[DATA PROVIDED]
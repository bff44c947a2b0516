use std::path::PathBuf;

use clap::{Parser, Subcommand};

use crate::{
    auth::AuthCommand,
    color::Color,
    key_management::{DecryptArgs, EncryptArgs, WorkspaceKeyCommand},
    platform::ConfigCommand,
    render::Output,
    vault::SecretCommand,
};

pub(crate) const CONFIG_ENV: &str = "VAULTCLI_CONFIG";

#[derive(Parser, Clone)]
#[command(name = "vaultcli", version, about = "Vaultier CLI", long_about = None)]
pub(crate) struct Cli {
    // Optional as a workaround for https://github.com/clap-rs/clap/issues/3572
    #[command(subcommand)]
    pub(crate) command: Option<Commands>,

    #[arg(short = 'o', long, global = true, value_enum, default_value_t = Output::JSON)]
    pub(crate) output: Output,

    #[arg(short = 'c', long, global = true, value_enum, default_value_t = Color::Auto)]
    pub(crate) color: Color,

    #[arg(
        long,
        global = true,
        env = CONFIG_ENV,
        help = "Config file to use instead of ~/.config/vaultcli/vaultcli.toml."
    )]
    pub(crate) config: Option<PathBuf>,

    #[arg(
        short = 'q',
        long,
        global = true,
        help = "Don't return anything to stdout."
    )]
    pub(crate) quiet: bool,
}

#[derive(Subcommand, Clone)]
pub(crate) enum Commands {
    #[command(long_about = "Encrypt stdin with a workspace key.")]
    Encrypt(EncryptArgs),

    #[command(long_about = "Decrypt a payload encrypted with a workspace key.")]
    Decrypt(DecryptArgs),

    #[command(long_about = "Manage workspace keys.")]
    WorkspaceKey {
        #[command(subcommand)]
        command: WorkspaceKeyCommand,
    },

    #[command(long_about = "Decrypt and encrypt secrets in the server format.")]
    Secret {
        #[command(subcommand)]
        command: SecretCommand,
    },

    #[command(long_about = "Authentication helpers.")]
    Auth {
        #[command(subcommand)]
        command: AuthCommand,
    },

    #[command(long_about = "Configure CLI settings.")]
    Config {
        #[command(subcommand)]
        command: ConfigCommand,
    },

    #[command(long_about = "Generate shell completions.")]
    Completion {
        #[arg(long, help = "The shell to generate completions for.")]
        shell: Option<clap_complete::Shell>,
    },
}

[WHAT IS NEEDED]
Look through the entries above and report each line where the string "AuthCommand" occurs.

[RESPONSE BELOW]
    auth::AuthCommand,
        command: AuthCommand,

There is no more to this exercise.